But is crime really going up?
If one were to judge the anger on social media, Lahore's patrolling force models such as the Mujahid Squad, the Tiger Squad, Dolphin Force and the Mohafiz Force ─ all raised to fight street crime ─ appear to have failed.
However, numbers obtained from police stations by Dawn tell a different story.
While some members of the police force do acknowledge that the forces "downplay" incidents of crime and even compensate complainants with cash and mobile phones instead of registering FIRs, the stats overall are promising.
Stats show improvement
Police crime data recording incidents of crime with FIRs registered against them reveals that a year after the PML-N government was elected, crime in Lahore rose from 12,328 in 2013 to 12,981 in 2014.

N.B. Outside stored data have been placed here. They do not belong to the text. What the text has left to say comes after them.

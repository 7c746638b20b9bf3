//! hget - resumable, parallel-range HTTP downloads
//!
//! This library downloads a single HTTP(S) resource over many connections at
//! once. It probes the server for byte-range support, splits the resource into
//! fixed-size ranges, fetches them concurrently under a connection budget and
//! writes each range straight to its offset in a shared temp file. Progress is
//! checkpointed so an interrupted job can be resumed later.
//!
//! # Features
//!
//! - **Parallel Ranges**: One worker per range, bounded by a connection limit
//! - **Resumable Jobs**: JSON checkpoints after every finished range
//! - **Automatic Retry**: Retries continue from the last written byte
//! - **Redirect Aware**: `Range` headers survive cross-host redirects
//! - **Graceful Fallback**: Servers without range support get a single stream
//!
//! # Example
//!
//! ```no_run
//! use hget::{download, DownloadConfig};
//!
//! # async fn example() -> Result<(), Box<dyn std::error::Error>> {
//! let config = DownloadConfig {
//!     max_connections: 16,
//!     ..DownloadConfig::default()
//! };
//! let path = download("https://example.com/debian.iso", &config).await?;
//! println!("saved to {}", path.display());
//! # Ok(())
//! # }
//! ```

mod assemble;
mod download;
mod error;
mod orchestrator;
mod plan;
mod probe;
mod retry;
mod state;
mod transport;
mod types;

pub use assemble::{temp_path_for, OutputFile, TEMP_SUFFIX};
pub use download::{
    download_range, fetch_range, ConnectionLimiter, FetchContext, RangeSlot, BUFFER_SIZE,
};
pub use error::DownloadError;
pub use orchestrator::{download, resume, DownloadJob};
pub use plan::{compact, part_count, plan, plan_ranges};
pub use probe::{file_name_from_url, probe, ProbeInfo};
pub use retry::RetryPolicy;
pub use state::{
    checkpoint_path, job_name, list_jobs, parse_checkpoint, Checkpoint, JobSummary, StateStore,
    CHECKPOINT_VERSION, STATUS_SUFFIX,
};
pub use transport::Transport;
pub use types::{
    default_data_dir, DownloadConfig, Range, DATA_DIR_NAME, DEFAULT_MAX_CONNECTIONS,
    DEFAULT_MAX_REDIRECTS, DEFAULT_RANGE_SIZE,
};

Since then, crime in Lahore appears to have plummeted sharply, with 8,860 cases reported by the end of November this year.
In 2016, there are nearly 2,000 less cases of crime compared to 2015, during which 10,668 cases were reported.
Furthermore, incidents of crime registered in November were the lowest they’ve been this year, save April in which just 20 less incidents of crime were registered.
November saw a drop of nearly 100 incidents of crime at 690 as compared to October which had 791.
Lahore is divided up into six divisions. The population of the city is approximately 3 million people.
Police recorded the highest number of incidents of crime in Saddar division this year (2,058) followed by Model Town (1,566), City (1,430), Cannt (1,402), Iqbal Town 1,270) and Civil Lines (1,042).
In contrast, City has the highest police deployment followed by Cantt, Saddar, Model Town, Iqbal Town and Civil Lines.
Iqbal Town shows the greatest difference between incidents of crime and police deployment.
Details of ops
On paper the total police force, including operations, investigations, the Dolphin Force and the Police Response Unit (PRU) ─ a patrolling force introduced by the city police ─ comes to 33,000, according to police sources.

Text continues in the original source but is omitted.